Exodus Mandate, an organization created to “encourage and assist Christian families to leave Pharaoh's school system (i.e. government schools) for the Promised Land of Christian schools or home schooling,” is not particularly impressed with the current crop of Religious Right organizations.
You see, Exodus Mandate believes that “fresh obedience by Christian families in educating their children according to Biblical mandates will prove to be a key for the revival of our families, our churches and our nation” and, as such, it is now publically calling out the likes of Focus on the Family, the Family Research Council, Concerned Women for America, the American Family Association, Vision America, and Wallbuilders all of whom have failed to adequately encourage their members to flee the public school system and are thereby responsible for losing the culture war:
Chaplain E. Ray Moore issued a Report Card at the National Religious Broadcasters (NRB) in Nashville, Tennessee, on Feb 10, 2009, at a news conference, on how effectively major Christian ministries and organizations support K-12 Christian education or home schooling. Nine organizations were rated, many of which have actively engaged in the cultural war in the US for the past several decades. Moore said, "Even though these organizations have been valiantly fighting the culture war, they have suffered terrible defeats. They have not been able to arrest and reverse the moral and cultural slide by protests, lobbying, voting and legislative remedies. It's time for these ministries to revisit their methodology and ask themselves if there is a biblical model for spiritual and cultural renewal." The nine criteria used to rate the organizations in the K-12 Christian education Report Card included: promoting a Christian worldview and not promoting K-12 public schools as morally equivalent to Christian and home schools.
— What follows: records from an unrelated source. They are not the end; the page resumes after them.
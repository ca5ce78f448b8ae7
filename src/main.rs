use anyhow::Result;
use hh_auto_response::utils::logging;
use hh_auto_response::{App, Config};

#[tokio::main]
async fn main() -> Result<()> {
    // 加载配置
    let config = Config::from_env();

    // 初始化日志
    logging::init_log_file(&config.output_log_file)?;
    logging::init(config.verbose_logging, &config.output_log_file)?;

    // 初始化并运行应用
    App::initialize(config).await?.run().await
}
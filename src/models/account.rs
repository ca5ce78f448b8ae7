use std::collections::BTreeMap;
use std::fmt;

use serde::{Deserialize, Serialize};
use url::Url;

use crate::error::{AppResult, ConfigError};

/// 账号必备的 cookie
pub const REQUIRED_COOKIES: &[&str] = &["hhtoken", "_xsrf"];

/// 关键词搜索的路径
const SEARCH_PATH: &str = "/search/vacancy";

/// 账号凭据（原样传给平台的 cookie）
#[derive(Clone, Default, Serialize, Deserialize)]
#[serde(transparent)]
pub struct Credentials(pub BTreeMap<String, String>);

impl Credentials {
    pub fn get(&self, key: &str) -> Option<&str> {
        self.0.get(key).map(String::as_str).filter(|v| !v.trim().is_empty())
    }

    /// XSRF token，请求头 `X-XsrfToken` 需要
    pub fn xsrf(&self) -> Option<&str> {
        self.get("_xsrf")
    }

    /// 拼成 `Cookie` 请求头
    pub fn cookie_header(&self) -> String {
        self.0
            .iter()
            .map(|(k, v)| format!("{}={}", k, v))
            .collect::<Vec<_>>()
            .join("; ")
    }
}

// 凭据不进日志
impl fmt::Debug for Credentials {
    fn fmt(&self, f: &mut fmt::Formatter<'_>) -> fmt::Result {
        f.debug_list().entries(self.0.keys()).finish()
    }
}

/// 一个平台账号
///
/// 运行期间不可变，由编排层持有，借给对应的工作循环。
#[derive(Debug, Clone, Serialize, Deserialize)]
pub struct Account {
    /// 账号名（历史记录按它分组）
    pub name: String,
    /// 日志中显示的短名
    #[serde(default)]
    pub short: String,
    /// 用于投递的简历
    #[serde(default)]
    pub resume_hash: String,
    /// 求职信模板
    #[serde(default)]
    pub letter: String,
    /// 搜索地址，按顺序抓取
    #[serde(default, alias = "urls")]
    pub queries: Vec<String>,
    #[serde(default)]
    pub cookies: Credentials,
    /// 浏览器模式下该账号使用的调试端口，缺省时使用全局端口
    #[serde(default)]
    pub browser_port: Option<u16>,
}

impl Account {
    /// 日志中显示的名字
    pub fn label(&self) -> &str {
        if self.short.is_empty() {
            &self.name
        } else {
            &self.short
        }
    }

    /// 把搜索地址规范化为完整地址，丢弃空白项
    pub fn normalize_queries(&mut self, base_url: &str) -> AppResult<()> {
        self.queries = self
            .queries
            .iter()
            .filter(|q| !q.trim().is_empty())
            .map(|q| normalize_query(base_url, q))
            .collect::<AppResult<_>>()?;
        Ok(())
    }

    /// 检查账号能否启动
    ///
    /// `require_cookies` 为 false 时（浏览器模式，会话由浏览器持有）只检查简历和搜索地址。
    pub fn validate(&self, require_cookies: bool) -> AppResult<()> {
        if self.queries.iter().all(|q| q.trim().is_empty()) {
            return Err(ConfigError::NoQueries {
                account: self.name.clone(),
            }
            .into());
        }
        if self.resume_hash.trim().is_empty() {
            return Err(ConfigError::MissingCredential {
                account: self.name.clone(),
                key: "resume_hash".to_string(),
            }
            .into());
        }
        if require_cookies {
            if let Some(missing) = REQUIRED_COOKIES.iter().find(|k| self.cookies.get(k).is_none()) {
                return Err(ConfigError::MissingCredential {
                    account: self.name.clone(),
                    key: missing.to_string(),
                }
                .into());
            }
        }
        Ok(())
    }
}

/// 账号文件
#[derive(Debug, Clone, Default, Serialize, Deserialize)]
pub struct AccountsFile {
    #[serde(default)]
    pub accounts: Vec<Account>,
}

/// 搜索地址规范化
///
/// - 完整的 http(s) 地址原样保留
/// - 以 `/` 开头的相对路径拼到 `base_url` 上
/// - 其他内容视为搜索关键词，转成 `/search/vacancy?text=...`
pub fn normalize_query(base_url: &str, raw: &str) -> AppResult<String> {
    let raw = raw.trim();
    if let Ok(url) = Url::parse(raw) {
        if matches!(url.scheme(), "http" | "https") {
            return Ok(url.into());
        }
    }

    let invalid = |reason: String| ConfigError::InvalidQuery {
        query: raw.to_string(),
        reason,
    };
    let base = Url::parse(base_url).map_err(|e| invalid(format!("base_url 非法: {}", e)))?;

    if raw.starts_with('/') {
        let url = base.join(raw).map_err(|e| invalid(e.to_string()))?;
        return Ok(url.into());
    }

    let mut url = base
        .join(SEARCH_PATH)
        .map_err(|e| invalid(e.to_string()))?;
    url.query_pairs_mut().append_pair("text", raw);
    Ok(url.into())
}

/// 从搜索地址中提取可读的查询描述
pub fn query_label(url: &str) -> String {
    let Ok(url) = Url::parse(url) else {
        return "搜索".to_string();
    };
    let mut recommended = false;
    for (key, value) in url.query_pairs() {
        match key.as_ref() {
            "text" if !value.is_empty() => return value.into_owned(),
            "resume" => recommended = true,
            _ => {}
        }
    }
    if recommended {
        "按简历推荐".to_string()
    } else {
        "搜索".to_string()
    }
}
The nine ministries generally earned high scores for promoting a Christian worldview, for promoting K-12 Christian education or home schooling and for warning about the dangers of public schools, but they received poor grades for wasting their efforts on public-school reform, on justifying keeping Christian children in public schools to be salt and light, and on promoting a moral equivalence between K-12 public, Christian and home schools. Moore said, "The failure in these criteria is largely due to the fact that some Christian ministries have not yet come to believe that there is an explicit biblical theology of Christian education in the Holy Scriptures. These same ministries have promoted a Christian worldview, and many Christian families, taking this teaching to its logical conclusion, have now outstripped the ministries."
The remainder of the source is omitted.